Jan 15, 2023
In this talk at the TEDx Birmingham stage, Dr. Jayme Locke discusses the need for a national kidney donation exchange.
Monday mornings are usually filled with feelings of excitement and energy as we gear up for the week ahead. But for those living with kidney failure, Monday mornings can be filled with profound fatigue and a lack of mental clarity. The daily routine for these individuals involves waking up early, leaving the house and heading to the local dialysis center, where they spend the next four hours hooked up to a machine designed to clear their blood of toxins. The process is repetitive and exhausting, and for 10 out of every 100 kidney failure patients, it will end in death. The only cure for kidney failure is a kidney transplant, but the demand for kidneys far exceeds the supply.
Living kidney donation provides a solution, but even with willing donors, the process can be complicated. Many individuals in need of a kidney transplant have a willing but incompatible living kidney donor. Almost half of people who volunteer to be a living kidney donor will not match their intended recipient due to differences in blood groups and tissue types.
That's where transplant surgeons come in. They act as matchmakers, facilitating kidney exchanges between living donors and recipients who don't match. Instead of receiving a kidney from their original donor, the recipient receives a kidney from a total stranger, and in return, the original donor gives to someone else in need. It may seem complicated, but the process is similar to that used by the airline industry to keep airplanes from crashing into each other during flight.

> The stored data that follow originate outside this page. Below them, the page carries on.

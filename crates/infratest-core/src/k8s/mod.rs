//! Kubernetes collaborators: kubectl-backed getters and wait helpers.

mod client;
mod resources;
mod wait;

pub use client::{KubeClient, KubeError, Kubectl, KubectlOptions};
pub use resources::{
    ContainerStatus, Deployment, DeploymentCondition, DeploymentStatus, ObjectMeta,
    PersistentVolume, PersistentVolumeClaim, PersistentVolumeClaimStatus, PersistentVolumeStatus,
    Pod, PodStatus,
};
pub use wait::{
    get_deployment, get_persistent_volume, get_persistent_volume_claim, get_pod,
    wait_until_deployment_available, wait_until_persistent_volume_available,
    wait_until_persistent_volume_claim_in_status, wait_until_persistent_volume_in_status,
    wait_until_pod_available,
};
//! CLI parse tests.

use super::{Cli, CliCommand};
use clap::Parser;

pub(super) fn parse(args: &[&str]) -> CliCommand {
    let cli = Cli::try_parse_from(args).unwrap();
    cli.command
}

To participate in a kidney exchange, the recipient simply needs someone willing to donate a kidney to a total stranger on their behalf. These individuals may begin as complete strangers, but with the help of a loved one willing to donate in honor of them, they can change each other's lives. Transplant surgeons like the one in the video are making rounds in hospital wards, checking on patients and making sure they are ready for surgery. It's a long and difficult process, but the end result is a new chance at life for those living with kidney failure.
It's important to note that living kidney donation is a safe and viable option for most healthy individuals. According to the National Kidney Foundation, most people can live a normal, healthy life with just one kidney. The process of becoming a living donor involves a series of tests and evaluations to ensure that the donor is healthy enough to undergo the surgery and that their remaining kidney is able to function properly.
Living kidney donation also has a positive impact on the recipient's quality of life. Transplantation from a living donor has been shown to have better outcomes in terms of survival rates and kidney function compared to transplantation from a deceased donor.
We have yet to tap into the full potential of living donor exchanges in this country. The missing piece is a centralized, selfless system in which every living donor and recipient pair participates and joins a movement to save lives. To achieve this, we must shift from an opt-in system, in which participation is only necessary when compatibility is an issue, to an opt-out system that assumes altruism and eliminates compatibility barriers. This change begins with believing in the goodness of others and igniting a movement to promote live donor kidney transplants. Let's change the conversation from donating directly to loved ones, to donating in honor of loved ones, and work together to establish a national living kidney donor exchange.
Dr. Jayme Locke is an abdominal transplant surgeon and director of the Incompatible Kidney Transplant Program at the University of Alabama at Birmingham. Dr. Locke specializes in innovative strategies for the transplantation of incompatible organs, disparities in access to and outcomes after solid organ transplantation, and transplantation of HIV-infected end-stage patients. Dr. Locke also serves as coordinator of the UAB Kidney transplant chain and has helped UAB build a nationally recognized incompatible kidney transplant program with one of the longest kidney transplant chains in the US. In addition to being a National Institute of Health funded Investigator, Dr. Locke has authored 63 articles in peer-reviewed journals. Dr. Locke is an associate editor for Transplantation, and serves as a reviewer for several other leading journals. She is a member of numerous professional organizations including the American Society of Transplant Surgeons and is a current fellow of the American College of Surgeons.